Actually no, since the switch cuts the GND connection of the driver, the MCU doesn't get powered.
There are a few ways to get a suitable supply voltage VDD for the driver:
a) Pick up VDD from in between the batteries. (like shown above)
b) Pick up VDD from in between the LEDs in case of 2 LEDs in series (not possible with MT-G2 of course).
c) Use a simple resistor/Z-diode voltage regulator: (B+)—-(R)—+—(Z)—-(B-)
d) Use a 78L05 voltage regulator.
Might be easy to do with the Small sun z08 and the 2 18650 cells side by side. You’d have to alter the current path from parallel to series for the emitter, but should be easier in that case than one where the cells are stacked.
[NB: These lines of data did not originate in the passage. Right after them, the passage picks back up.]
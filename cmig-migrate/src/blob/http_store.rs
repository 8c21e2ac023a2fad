//! Storage REST API client
//!
//! Speaks the bucket/object endpoints of a hosted storage service:
//! `POST /storage/v1/object/list/{bucket}`, `HEAD|GET|POST
//! /storage/v1/object/{bucket}/{key}`. Requests carry a bearer token and are
//! throttled client-side with a token bucket.

use super::store::{ObjectMeta, ObjectStore};
use super::{StoreError, StoreResult};
use async_trait::async_trait;
use bytes::Bytes;
use chrono::{DateTime, Utc};
use governor::{Quota, RateLimiter};
use reqwest::{Client, StatusCode};
use serde::Deserialize;
use std::num::NonZeroU32;
use std::time::Duration;

const LIST_PAGE_SIZE: usize = 1000;

type DirectLimiter = RateLimiter<
    governor::state::direct::NotKeyed,
    governor::state::InMemoryState,
    governor::clock::DefaultClock,
>;

pub struct HttpObjectStore {
    client: Client,
    base_url: String,
    bucket: String,
    token: Option<String>,
    rate_limiter: DirectLimiter,
}

#[derive(Debug, Deserialize)]
struct ListedObject {
    name: String,
    /// Folders come back without an id
    id: Option<String>,
    created_at: Option<DateTime<Utc>>,
    #[serde(default)]
    metadata: Option<ListedMetadata>,
}

#[derive(Debug, Deserialize)]
struct ListedMetadata {
    size: Option<u64>,
    mimetype: Option<String>,
}

impl HttpObjectStore {
    /// Client for `bucket` at `base_url`, limited to `requests_per_second`
    pub fn new(
        base_url: impl Into<String>,
        bucket: impl Into<String>,
        token: Option<String>,
        requests_per_second: u32,
    ) -> StoreResult<Self> {
        let client = Client::builder()
            .timeout(Duration::from_secs(120))
            .connect_timeout(Duration::from_secs(10))
            .build()
            .map_err(|e| StoreError::Transport(format!("failed to build HTTP client: {e}")))?;

        let per_second = NonZeroU32::new(requests_per_second).unwrap_or(NonZeroU32::MIN);
        let rate_limiter = RateLimiter::direct(Quota::per_second(per_second));

        Ok(Self {
            client,
            base_url: base_url.into().trim_end_matches('/').to_string(),
            bucket: bucket.into(),
            token,
            rate_limiter,
        })
    }

    fn object_url(&self, key: &str) -> String {
        format!("{}/storage/v1/object/{}/{}", self.base_url, self.bucket, key)
    }

    fn authorized(&self, request: reqwest::RequestBuilder) -> reqwest::RequestBuilder {
        match &self.token {
            Some(token) => request.bearer_auth(token).header("apikey", token),
            None => request,
        }
    }

    async fn error_for(key: &str, response: reqwest::Response) -> StoreError {
        let status = response.status();
        let message = response.text().await.unwrap_or_default();
        StoreError::Http {
            status: status.as_u16(),
            key: key.to_string(),
            message,
        }
    }

    async fn list_page(&self, folder: &str, offset: usize) -> StoreResult<Vec<ListedObject>> {
        self.rate_limiter.until_ready().await;

        let url = format!("{}/storage/v1/object/list/{}", self.base_url, self.bucket);
        let body = serde_json::json!({
            "prefix": folder,
            "limit": LIST_PAGE_SIZE,
            "offset": offset,
            "sortBy": {"column": "name", "order": "asc"},
        });

        let response = self
            .authorized(self.client.post(&url).json(&body))
            .send()
            .await
            .map_err(StoreError::from)?;

        if !response.status().is_success() {
            return Err(Self::error_for(folder, response).await);
        }

        response
            .json::<Vec<ListedObject>>()
            .await
            .map_err(|e| StoreError::Transport(format!("failed to parse listing: {e}")))
    }
}

#[async_trait]
impl ObjectStore for HttpObjectStore {
    fn bucket(&self) -> &str {
        &self.bucket
    }

    fn uri_for(&self, key: &str) -> String {
        format!(
            "{}/storage/v1/object/public/{}/{}",
            self.base_url, self.bucket, key
        )
    }

    /// Lists one folder level below `prefix`, recursing into sub-folders
    async fn list(&self, prefix: &str) -> StoreResult<Vec<ObjectMeta>> {
        let mut objects = Vec::new();
        let mut folders = vec![prefix.trim_end_matches('/').to_string()];

        while let Some(folder) = folders.pop() {
            let mut offset = 0;
            loop {
                let page = self.list_page(&folder, offset).await?;
                let page_len = page.len();

                for item in page {
                    let key = if folder.is_empty() {
                        item.name.clone()
                    } else {
                        format!("{}/{}", folder, item.name)
                    };
                    if item.id.is_none() {
                        folders.push(key);
                        continue;
                    }
                    let metadata = item.metadata.unwrap_or(ListedMetadata {
                        size: None,
                        mimetype: None,
                    });
                    objects.push(ObjectMeta {
                        key,
                        size: metadata.size.unwrap_or(0),
                        content_type: metadata.mimetype,
                        created_at: item.created_at,
                    });
                }

                if page_len < LIST_PAGE_SIZE {
                    break;
                }
                offset += page_len;
            }
        }

        tracing::debug!(bucket = %self.bucket, prefix, count = objects.len(), "Listed objects");
        Ok(objects)
    }

    async fn head(&self, key: &str) -> StoreResult<Option<ObjectMeta>> {
        self.rate_limiter.until_ready().await;

        let response = self
            .authorized(self.client.head(self.object_url(key)))
            .send()
            .await
            .map_err(StoreError::from)?;

        let status = response.status();
        if status == StatusCode::NOT_FOUND || status == StatusCode::BAD_REQUEST {
            return Ok(None);
        }
        if !status.is_success() {
            return Err(Self::error_for(key, response).await);
        }

        let content_type = response
            .headers()
            .get(reqwest::header::CONTENT_TYPE)
            .and_then(|v| v.to_str().ok())
            .map(str::to_string);

        Ok(Some(ObjectMeta {
            key: key.to_string(),
            size: response.content_length().unwrap_or(0),
            content_type,
            created_at: None,
        }))
    }

    async fn get(&self, key: &str) -> StoreResult<Bytes> {
        self.rate_limiter.until_ready().await;

        let response = self
            .authorized(self.client.get(self.object_url(key)))
            .send()
            .await
            .map_err(StoreError::from)?;

        let status = response.status();
        if status == StatusCode::NOT_FOUND {
            return Err(StoreError::NotFound(key.to_string()));
        }
        if !status.is_success() {
            return Err(Self::error_for(key, response).await);
        }

        response.bytes().await.map_err(StoreError::from)
    }

    async fn put(&self, key: &str, data: Bytes, content_type: &str) -> StoreResult<()> {
        self.rate_limiter.until_ready().await;

        let response = self
            .authorized(
                self.client
                    .post(self.object_url(key))
                    .header(reqwest::header::CONTENT_TYPE, content_type)
                    .header("x-upsert", "true")
                    .body(data),
            )
            .send()
            .await
            .map_err(StoreError::from)?;

        if !response.status().is_success() {
            return Err(Self::error_for(key, response).await);
        }

        tracing::debug!(bucket = %self.bucket, key, "Uploaded object");
        Ok(())
    }
}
nice work there comfychair! Great to see something simple but useful demonstrated. It’d be tricky to implement for a bike light with a separate battery pack as you’d need a 3 pin plug and a separate charging jack (unless you find some way of wiring up the MCU to the battery balance tap), but options b) to d) that DrJones suggested would work just fine.
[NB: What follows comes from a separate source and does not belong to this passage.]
//! Utility modules for cmig-migrate

pub mod retry;

pub use retry::{with_retry, RetryPolicy};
Very interesting, I’ll have to think about this. Now it just comes down to parallel LEDs + cells + stacked chips vs. series LEDs + cells + balance tap.
true, I hadn’t thought of that as I’m used to putting the driver in the light head for temp sensing, which the 105C doesn’t have. Your approach would work fine though, especially if the battery was permanently wired to the light. Twin LED all-in-one lights could also be wired up light this too.
Just ran it with topped-up 18650s, and heat might be a problem after all. The driver gets uncomfortably hot and after about 45 seconds on HI current to the LED starts falling off a cliff even while the cell voltage stays relatively flat. Let it cool down and switch on again and the current is back to ~2.90A. This may not be an issue with the driver mounted in a pill as at least some of the heat would transfer into the light compared to how it is now, just hanging in free air.